À cette originalité première du Dante, à cet amour, à ce deuil, à ce culte de Béatrix, craindrons-nous d’ajouter une autre inspiration, qui dément toute une théorie de la critique moderne ? Il faut oser le redire : le poëte créateur du moyen âge est l’élève de l’antiquité. C’est qu’en dépit de la division systématique soutenue dans quelques ouvrages célèbres, il n’y a pas deux mondes distincts pour l’imagination, il n’y a pas deux grandes écoles égales et contraires ; il y a moins et plus. Le génie, sorti par élans de quelques sources qui ne changent pas, a d’infinis détours et des variétés sans fin. Le caractère du Dante, ce grand novateur, fut d’adorer Virgile, ce maître d’un langage si classique et si pur ; et il ne l’adora pas seulement, comme avait fait Stace, en l’imitant mal, en exagérant son élégance, en gâtant sa simplicité, en altérant sa passion.

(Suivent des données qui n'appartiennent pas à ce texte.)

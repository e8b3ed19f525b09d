//! SPI NOR flash (read path)
//!
//! The configuration flash on the board shares SB_SPI0 with nothing else, so
//! the driver owns the transport. Only the commands the firmware needs are
//! implemented: release from deep power-down, JEDEC id, normal read and
//! deep power-down.
//!
//! # Command framing
//!
//! Every command is one chip-select cycle: opcode, then for reads a 24-bit
//! big-endian address, then the data clocked in while sending filler bytes.

use up5k_hal::spi::with_chip_select;
use up5k_hal::SpiTransport;

/// SPI NOR opcodes
pub mod cmd {
    /// Read data (no dummy cycles)
    pub const READ: u8 = 0x03;
    /// Read JEDEC manufacturer and device id
    pub const JEDEC_ID: u8 = 0x9F;
    /// Release from deep power-down
    pub const RELEASE_POWER_DOWN: u8 = 0xAB;
    /// Deep power-down
    pub const POWER_DOWN: u8 = 0xB9;
}

/// Highest byte address reachable with a 3-byte address
pub const MAX_ADDRESS: u32 = 0x00FF_FFFF;

/// Byte sent while clocking in data
const FILL: u8 = 0x00;

/// Flash error
#[derive(Debug, Clone, Copy, PartialEq, Eq)]
#[cfg_attr(feature = "defmt", derive(defmt::Format))]
pub enum FlashError<E> {
    /// Transport error
    Transport(E),
    /// The read would run past the 24-bit address space
    AddressOutOfRange,
}

/// SPI NOR flash on a dedicated transport
pub struct SpiFlash<SPI> {
    spi: SPI,
}

impl<SPI: SpiTransport> SpiFlash<SPI> {
    pub fn new(spi: SPI) -> Self {
        Self { spi }
    }

    /// Bring the chip out of deep power-down
    ///
    /// Needed after an FPGA configuration cycle, which leaves the flash
    /// asleep on some boards.
    pub fn wake(&mut self) -> Result<(), FlashError<SPI::Error>> {
        self.command(cmd::RELEASE_POWER_DOWN)
    }

    /// Put the chip into deep power-down
    pub fn power_down(&mut self) -> Result<(), FlashError<SPI::Error>> {
        self.command(cmd::POWER_DOWN)
    }

    /// Manufacturer id in bits 23..16, device id in bits 15..0
    pub fn jedec_id(&mut self) -> Result<u32, FlashError<SPI::Error>> {
        let mut id = [0u8; 3];
        with_chip_select(&mut self.spi, |spi| {
            spi.send_byte(cmd::JEDEC_ID)?;
            spi.read(&mut id, FILL)
        })
        .map_err(FlashError::Transport)?;

        Ok(u32::from_be_bytes([0, id[0], id[1], id[2]]))
    }

    /// Fill `buf` starting at byte `address`
    pub fn read(&mut self, address: u32, buf: &mut [u8]) -> Result<(), FlashError<SPI::Error>> {
        let end = u64::from(address) + buf.len() as u64;
        if address > MAX_ADDRESS || end > u64::from(MAX_ADDRESS) + 1 {
            return Err(FlashError::AddressOutOfRange);
        }

        let [_, a2, a1, a0] = address.to_be_bytes();
        with_chip_select(&mut self.spi, |spi| {
            spi.send_buffer(&[cmd::READ, a2, a1, a0])?;
            spi.read(buf, FILL)
        })
        .map_err(FlashError::Transport)
    }

    /// Give back the transport
    pub fn release(self) -> SPI {
        self.spi
    }

    fn command(&mut self, opcode: u8) -> Result<(), FlashError<SPI::Error>> {
        with_chip_select(&mut self.spi, |spi| spi.send_byte(opcode)).map_err(FlashError::Transport)
    }
}
//! Peripheral drivers for the up5k_riscv board
//!
//! Drivers here are written against the `up5k-hal` traits only, so they run
//! unchanged on the SoC and against test fakes:
//!
//! - SPI NOR flash (wake, JEDEC id, read, deep power-down)

#![no_std]
#![deny(unsafe_code)]

pub mod flash;

pub use flash::{FlashError, SpiFlash};
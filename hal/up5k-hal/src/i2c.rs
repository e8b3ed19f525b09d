//! I2C bus abstractions
//!
//! The firmware only ever writes to I2C peripherals, so the bus trait is
//! limited to master writes. A transfer is one START, the address byte, the
//! data bytes and one STOP.

/// I2C bus master
pub trait I2cBus {
    /// Error type for I2C operations
    type Error;

    /// Send `data` to the device at 7-bit `address`
    ///
    /// Implementations issue STOP even when the transfer fails, so the bus
    /// is idle again when this returns.
    fn write(&mut self, address: u8, data: &[u8]) -> Result<(), Self::Error>;

    /// Address a device without sending data
    ///
    /// Returns `Ok(())` if the device acknowledged its address.
    fn probe(&mut self, address: u8) -> Result<(), Self::Error> {
        self.write(address, &[])
    }
}

impl<B: I2cBus + ?Sized> I2cBus for &mut B {
    type Error = B::Error;

    fn write(&mut self, address: u8, data: &[u8]) -> Result<(), Self::Error> {
        B::write(self, address, data)
    }
}

/// I2C bus timing
#[derive(Debug, Clone, Copy, PartialEq, Eq)]
#[cfg_attr(feature = "defmt", derive(defmt::Format))]
pub struct I2cConfig {
    /// SCL frequency in Hz
    pub frequency: u32,
}

impl Default for I2cConfig {
    fn default() -> Self {
        Self::STANDARD
    }
}

impl I2cConfig {
    /// Standard mode (100 kHz)
    pub const STANDARD: Self = Self::new(100_000);

    /// SCL at `frequency` Hz; the SB_I2C block is rated up to 400 kHz
    pub const fn new(frequency: u32) -> Self {
        Self { frequency }
    }
}

#[cfg(test)]
mod tests {
    use super::*;

    extern crate std;
    use std::vec::Vec;

    #[derive(Default)]
    struct Recorder {
        writes: Vec<(u8, Vec<u8>)>,
    }

    impl I2cBus for Recorder {
        type Error = ();

        fn write(&mut self, address: u8, data: &[u8]) -> Result<(), ()> {
            if address > 0x7F {
                return Err(());
            }
            self.writes.push((address, data.to_vec()));
            Ok(())
        }
    }

    #[test]
    fn test_probe_sends_address_only() {
        let mut bus = Recorder::default();
        assert_eq!(bus.probe(0x1A), Ok(()));
        assert_eq!(bus.writes, [(0x1A, Vec::new())]);
    }

    fn heartbeat<B: I2cBus>(mut bus: B, count: u16) -> Result<(), B::Error> {
        bus.write(0x1A, &count.to_le_bytes())
    }

    #[test]
    fn test_write_through_reference() {
        let mut bus = Recorder::default();
        heartbeat(&mut bus, 0x0102).unwrap();
        heartbeat(&mut bus, 3).unwrap();
        assert_eq!(
            bus.writes,
            [(0x1A, std::vec![0x02, 0x01]), (0x1A, std::vec![0x03, 0x00])]
        );
    }

    #[test]
    fn test_default_is_standard_mode() {
        assert_eq!(I2cConfig::default(), I2cConfig::STANDARD);
        assert_eq!(I2cConfig::new(400_000).frequency, 400_000);
    }
}
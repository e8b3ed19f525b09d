//! ACIA serial console
//!
//! Polled 6850-style serial port. The baud rate is fixed in the gateware.

use up5k_hal::{SpinBudget, Timeout, UartRx, UartTx};

use crate::regs::AciaRegisters;

// Status bits
const STAT_RDRF: u8 = 0x01;
const STAT_TDRE: u8 = 0x02;

/// Transmit budget: a byte at 9600 baud is about 25k clocks at 24 MHz
const TX_BUDGET: SpinBudget = SpinBudget::new(100_000);

/// ACIA error
#[derive(Debug, Clone, Copy, PartialEq, Eq)]
#[cfg_attr(feature = "defmt", derive(defmt::Format))]
pub enum AciaError {
    /// The transmit register never emptied
    Timeout,
}

impl From<Timeout> for AciaError {
    fn from(_: Timeout) -> Self {
        AciaError::Timeout
    }
}

impl embedded_io::Error for AciaError {
    fn kind(&self) -> embedded_io::ErrorKind {
        match self {
            AciaError::Timeout => embedded_io::ErrorKind::TimedOut,
        }
    }
}

/// Polled ACIA driver
pub struct Acia<'a> {
    regs: &'a AciaRegisters,
    budget: SpinBudget,
}

impl<'a> Acia<'a> {
    pub fn new(regs: &'a AciaRegisters) -> Self {
        Self {
            regs,
            budget: TX_BUDGET,
        }
    }

    /// Replace the transmit spin budget
    pub fn with_budget(mut self, budget: SpinBudget) -> Self {
        self.budget = budget;
        self
    }

    fn put(&mut self, byte: u8) -> Result<(), AciaError> {
        self.wait_tx_empty()?;
        self.regs.data.write(byte);
        Ok(())
    }

    fn wait_tx_empty(&self) -> Result<(), AciaError> {
        let status = &self.regs.ctlstat;
        self.budget.wait(|| status.is_set(STAT_TDRE))?;
        Ok(())
    }
}

impl UartTx for Acia<'_> {
    type Error = AciaError;

    fn write_blocking(&mut self, data: &[u8]) -> Result<(), AciaError> {
        for &byte in data {
            self.put(byte)?;
        }
        Ok(())
    }

    fn flush(&mut self) -> Result<(), AciaError> {
        self.wait_tx_empty()
    }
}

impl UartRx for Acia<'_> {
    type Error = AciaError;

    fn try_read_byte(&mut self) -> Result<Option<u8>, AciaError> {
        if self.regs.ctlstat.is_set(STAT_RDRF) {
            Ok(Some(self.regs.data.read()))
        } else {
            Ok(None)
        }
    }
}

impl embedded_io::ErrorType for Acia<'_> {
    type Error = AciaError;
}

impl embedded_io::Write for Acia<'_> {
    fn write(&mut self, buf: &[u8]) -> Result<usize, AciaError> {
        self.write_blocking(buf)?;
        Ok(buf.len())
    }

    fn flush(&mut self) -> Result<(), AciaError> {
        self.wait_tx_empty()
    }
}

#[cfg(test)]
mod tests {
    use super::*;
    use embedded_io::Write;

    #[test]
    fn test_write_when_empty() {
        let regs = AciaRegisters::with_status(STAT_TDRE);
        let mut acia = Acia::new(&regs);

        acia.write_blocking(b"ok").unwrap();
        assert_eq!(regs.data.read(), b'k');
        assert_eq!(UartTx::flush(&mut acia), Ok(()));
    }

    #[test]
    fn test_write_times_out_when_full() {
        let regs = AciaRegisters::with_status(0);
        let mut acia = Acia::new(&regs).with_budget(SpinBudget::new(10));

        assert_eq!(acia.write_blocking(b"x"), Err(AciaError::Timeout));
        assert_eq!(regs.data.read(), 0);
    }

    #[test]
    fn test_embedded_io_write_all() {
        let regs = AciaRegisters::with_status(STAT_TDRE);
        let mut acia = Acia::new(&regs);

        acia.write_all(b"id\r\n").unwrap();
        assert_eq!(regs.data.read(), b'\n');
    }

    #[test]
    fn test_error_kind() {
        use embedded_io::Error;
        assert_eq!(AciaError::Timeout.kind(), embedded_io::ErrorKind::TimedOut);
    }

    #[test]
    fn test_receive() {
        let regs = AciaRegisters::with_status(STAT_TDRE);
        let mut acia = Acia::new(&regs);
        assert_eq!(acia.try_read_byte(), Ok(None));

        regs.data.write(b'a');
        regs.ctlstat.write(STAT_RDRF | STAT_TDRE);
        assert_eq!(acia.try_read_byte(), Ok(Some(b'a')));
    }
}
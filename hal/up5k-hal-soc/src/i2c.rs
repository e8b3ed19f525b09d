//! SB_I2C hard IP master
//!
//! Write-only master. A transaction is START + address, each data byte, then
//! STOP, with a bounded TRRDY wait before every byte and before the STOP.

use up5k_hal::i2c::I2cConfig;
use up5k_hal::{I2cBus, OutputPin, SpinBudget};

use crate::gpio::GpioBit;
use crate::regs::I2cRegisters;

const CR1_EN: u8 = 0x80;
/// SDA output delay, in core clocks
const CR1_SDA_DELAY: u8 = 12;

// CMDR
const CMD_STA: u8 = 0x80;
const CMD_STO: u8 = 0x40;
const CMD_WR: u8 = 0x10;
const CMD_CKSDIS: u8 = 0x04;

// SR
const SR_RARC: u8 = 0x20;
const SR_TRRDY: u8 = 0x04;
const SR_TROE: u8 = 0x02;

/// I2C transaction error
#[derive(Debug, Clone, Copy, PartialEq, Eq)]
#[cfg_attr(feature = "defmt", derive(defmt::Format))]
pub enum I2cError {
    /// The device did not acknowledge
    Nack,
    /// No acknowledge and the transmit register overran; the core was reset
    Overrun,
    /// TRRDY never came up within the spin budget
    Timeout,
}

/// Master driver for one SB_I2C core
pub struct SbI2c<'a> {
    regs: &'a I2cRegisters,
    prescale: u16,
    activity: Option<GpioBit<'a>>,
    budget: SpinBudget,
}

impl<'a> SbI2c<'a> {
    /// Enable the core and program the prescaler for `config.frequency`
    pub fn new(regs: &'a I2cRegisters, config: I2cConfig, sysclk_hz: u32) -> Self {
        let prescale = prescaler(sysclk_hz, config.frequency);

        regs.cr1.write(CR1_EN | CR1_SDA_DELAY);
        // BRMSB write resets the core, so it goes first
        regs.brmsb.write((prescale >> 8) as u8);
        regs.brlsb.write(prescale as u8);

        Self {
            regs,
            prescale,
            activity: None,
            budget: SpinBudget::I2C_BYTE,
        }
    }

    /// Raise `flag` for the duration of every transaction
    pub fn with_activity_flag(mut self, flag: GpioBit<'a>) -> Self {
        self.activity = Some(flag);
        self
    }

    /// Replace the per-byte spin budget
    pub fn with_budget(mut self, budget: SpinBudget) -> Self {
        self.budget = budget;
        self
    }

    /// Programmed 10-bit prescaler
    pub fn prescale(&self) -> u16 {
        self.prescale
    }

    fn wait_trrdy(&self) -> Result<(), I2cError> {
        let sr = &self.regs.sr;
        self.budget
            .wait(|| sr.is_set(SR_TRRDY))
            .map_err(|_| I2cError::Timeout)
    }

    fn transmit(&mut self, address: u8, data: &[u8]) -> Result<(), I2cError> {
        self.regs.txdr.write(address << 1);
        self.regs.cmdr.write(CMD_STA | CMD_WR | CMD_CKSDIS);

        for &byte in data {
            self.wait_trrdy()?;
            self.regs.txdr.write(byte);
            self.regs.cmdr.write(CMD_WR | CMD_CKSDIS);
        }

        self.wait_trrdy()
    }

    fn check_status(&self) -> Result<(), I2cError> {
        let status = self.regs.sr.read();
        if status & SR_RARC == 0 {
            return Ok(());
        }
        if status & SR_TROE != 0 {
            self.regs.brmsb.write((self.prescale >> 8) as u8);
            return Err(I2cError::Overrun);
        }
        Err(I2cError::Nack)
    }
}

impl I2cBus for SbI2c<'_> {
    type Error = I2cError;

    fn write(&mut self, address: u8, data: &[u8]) -> Result<(), I2cError> {
        if let Some(flag) = self.activity.as_mut() {
            flag.set_high();
        }

        let sent = self.transmit(address, data);
        // STOP goes out even after a timeout so the bus is released
        self.regs.cmdr.write(CMD_STO | CMD_CKSDIS);
        let result = sent.and_then(|()| self.check_status());

        if let Some(flag) = self.activity.as_mut() {
            flag.set_low();
        }
        result
    }
}

/// Prescaler value: sysclk / (4 * bus frequency), clamped to 10 bits
fn prescaler(sysclk_hz: u32, frequency: u32) -> u16 {
    let div = sysclk_hz / frequency.max(1).saturating_mul(4);
    div.clamp(1, 0x3FF) as u16
}

#[cfg(test)]
mod tests {
    use super::*;
    use crate::gpio::GpOut;
    use vcell::VolatileCell;

    const SYSCLK: u32 = 24_000_000;

    #[test]
    fn test_init_standard_mode() {
        let regs = I2cRegisters::with_status(0);
        let i2c = SbI2c::new(&regs, I2cConfig::STANDARD, SYSCLK);

        assert_eq!(regs.cr1.read(), 0x80 | 12);
        assert_eq!(regs.brmsb.read(), 0);
        assert_eq!(regs.brlsb.read(), 60);
        assert_eq!(i2c.prescale(), 60);
    }

    #[test]
    fn test_prescaler_uses_high_bits() {
        assert_eq!(prescaler(SYSCLK, 20_000), 300);
        assert_eq!(prescaler(SYSCLK, 1_000), 0x3FF);
        assert_eq!(prescaler(SYSCLK, 24_000_000), 1);
        assert_eq!(prescaler(SYSCLK, 0), 0x3FF);

        let regs = I2cRegisters::with_status(0);
        let _i2c = SbI2c::new(&regs, I2cConfig { frequency: 20_000 }, SYSCLK);
        assert_eq!(regs.brmsb.read(), 1);
        assert_eq!(regs.brlsb.read(), 44);
    }

    #[test]
    fn test_write_acknowledged() {
        let regs = I2cRegisters::with_status(SR_TRRDY);
        let mut i2c = SbI2c::new(&regs, I2cConfig::STANDARD, SYSCLK);

        assert_eq!(i2c.write(0x1A, &[0x12, 0x34]), Ok(()));
        assert_eq!(regs.txdr.read(), 0x34);
        assert_eq!(regs.cmdr.read(), CMD_STO | CMD_CKSDIS);
    }

    #[test]
    fn test_probe_sends_shifted_address() {
        let regs = I2cRegisters::with_status(SR_TRRDY);
        let mut i2c = SbI2c::new(&regs, I2cConfig::STANDARD, SYSCLK);

        assert_eq!(i2c.probe(0x1A), Ok(()));
        assert_eq!(regs.txdr.read(), 0x34);
    }

    #[test]
    fn test_nack() {
        let regs = I2cRegisters::with_status(SR_TRRDY | SR_RARC);
        let mut i2c = SbI2c::new(&regs, I2cConfig::STANDARD, SYSCLK);

        assert_eq!(i2c.write(0x1A, &[0x00]), Err(I2cError::Nack));
    }

    #[test]
    fn test_overrun_resets_core() {
        let regs = I2cRegisters::with_status(SR_TRRDY | SR_RARC | SR_TROE);
        let mut i2c = SbI2c::new(&regs, I2cConfig { frequency: 20_000 }, SYSCLK);
        regs.brmsb.write(0xFF);

        assert_eq!(i2c.write(0x1A, &[0x00]), Err(I2cError::Overrun));
        assert_eq!(regs.brmsb.read(), 1);
    }

    #[test]
    fn test_timeout_still_sends_stop() {
        let regs = I2cRegisters::with_status(0);
        let mut i2c =
            SbI2c::new(&regs, I2cConfig::STANDARD, SYSCLK).with_budget(SpinBudget::new(8));

        assert_eq!(i2c.write(0x1A, &[0xAA, 0xBB]), Err(I2cError::Timeout));
        // Stopped at the first byte
        assert_eq!(regs.txdr.read(), 0x34);
        assert_eq!(regs.cmdr.read(), CMD_STO | CMD_CKSDIS);
    }

    #[test]
    fn test_activity_flag_dropped_after_error() {
        let gp = VolatileCell::new(0);
        let out = GpOut::new(&gp);
        let regs = I2cRegisters::with_status(0);
        let mut i2c = SbI2c::new(&regs, I2cConfig::STANDARD, SYSCLK)
            .with_budget(SpinBudget::new(2))
            .with_activity_flag(out.pin(0).unwrap());

        assert!(i2c.write(0x1A, &[]).is_err());
        assert_eq!(gp.get() & 1, 0);
    }
}
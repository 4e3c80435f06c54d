//! Snapshot files: one block holding a compacted value at a generation.

use std::collections::BTreeMap;
use std::fs;
use std::path::Path;

use crate::codec::block;
use crate::datatype::Datatype;
use crate::ids::{AppId, ShardId};

use super::payload::{self, Payload, SnapshotPayload};
use super::{FileDesc, FileKind, MAX_FILE_BYTES, StoreError, file_name};

/// A compacted, self-contained value at a generation, together with the
/// highest transaction sequence incorporated from each shard.
#[derive(Clone, Debug)]
pub struct Snapshot<T: Datatype> {
    pub generation: u32,
    pub data: T,
    pub ancestors: BTreeMap<ShardId, u32>,
}

impl<T: Datatype> Snapshot<T> {
    /// The implicit generation-0 snapshot holding the user-supplied
    /// initial value. It never exists on disk.
    pub fn initial(data: T) -> Self {
        Self {
            generation: 0,
            data,
            ancestors: BTreeMap::new(),
        }
    }
}

pub fn read_snapshot<T: Datatype>(
    dir: &Path,
    desc: &FileDesc,
    app_id: AppId,
) -> Result<Snapshot<T>, StoreError> {
    let path = dir.join(&desc.name);
    if desc.size == 0 {
        return Err(StoreError::NoData { path });
    }
    if desc.size > MAX_FILE_BYTES {
        return Err(StoreError::FileTooLarge {
            path,
            size: desc.size,
        });
    }

    let buf = fs::read(&path).map_err(|source| StoreError::io(&path, source))?;
    let scanned = payload::scan_payload_block::<T>(&buf, 0);
    let Some(found) = scanned.payload else {
        return Err(StoreError::NoData { path });
    };
    let Payload::Snapshot(snapshot) = found else {
        return Err(StoreError::invalid(&path, "payload is not a snapshot"));
    };
    if snapshot.app_id != app_id {
        return Err(StoreError::invalid(&path, "snapshot app id mismatch"));
    }
    if snapshot.generation != desc.generation {
        return Err(StoreError::invalid(
            &path,
            format!(
                "snapshot generation {} does not match file name generation {}",
                snapshot.generation, desc.generation
            ),
        ));
    }

    Ok(Snapshot {
        generation: snapshot.generation,
        data: snapshot.data,
        ancestors: snapshot.ancestors,
    })
}

pub fn write_snapshot<T: Datatype>(
    dir: &Path,
    app_id: AppId,
    snapshot: &Snapshot<T>,
) -> Result<(), StoreError> {
    let bytes = payload::encode_snapshot(&SnapshotPayload {
        app_id,
        generation: snapshot.generation,
        data: snapshot.data.clone(),
        ancestors: snapshot.ancestors.clone(),
    })?;
    let block = block::write_block(&bytes).map_err(|err| StoreError::Encode {
        reason: err.to_string(),
    })?;
    let name = file_name(app_id.as_uuid(), snapshot.generation, FileKind::Snapshot);
    super::write_file_atomic(dir, &name, &block)
}
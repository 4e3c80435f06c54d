use thiserror::Error;

use crate::datatype::{MergeError, PatchError};
use crate::db::compact::CompactionError;
use crate::store::StoreError;

/// Crate-level convenience error.
///
/// A thin wrapper over the per-subsystem errors; database lifecycle kinds
/// live here because they have no single owning subsystem.
#[derive(Error, Debug)]
#[non_exhaustive]
pub enum Error {
    /// The database was closed; all subsequent calls are rejected until
    /// `open` is called again.
    #[error("database is closed")]
    Closed,

    /// The u32 transaction sequence space for this generation ran out.
    #[error("transaction sequence space exhausted at generation {generation}")]
    SequenceExhausted { generation: u32 },

    /// The user updater panicked; local state is unchanged and the
    /// operation queue keeps running.
    #[error("updater panicked; state unchanged")]
    UpdaterPanicked,

    #[error(transparent)]
    Store(#[from] StoreError),

    #[error(transparent)]
    Compaction(#[from] CompactionError),

    #[error(transparent)]
    Merge(#[from] MergeError),

    #[error(transparent)]
    Patch(#[from] PatchError),
}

Tout pénétré de cette lumière, tout enchanté de cette poésie, il en réfléchit les rayons dans un idiome naissant à peine, et qu’il façonnait sous ce puissant modèle. L’art savant et passionné de Virgile répandu sans effort dans le langage royal et populaire que le nouveau poëte recueille de tous les coins de l’Italie, voilà l’inimitable beauté de la diction du Dante !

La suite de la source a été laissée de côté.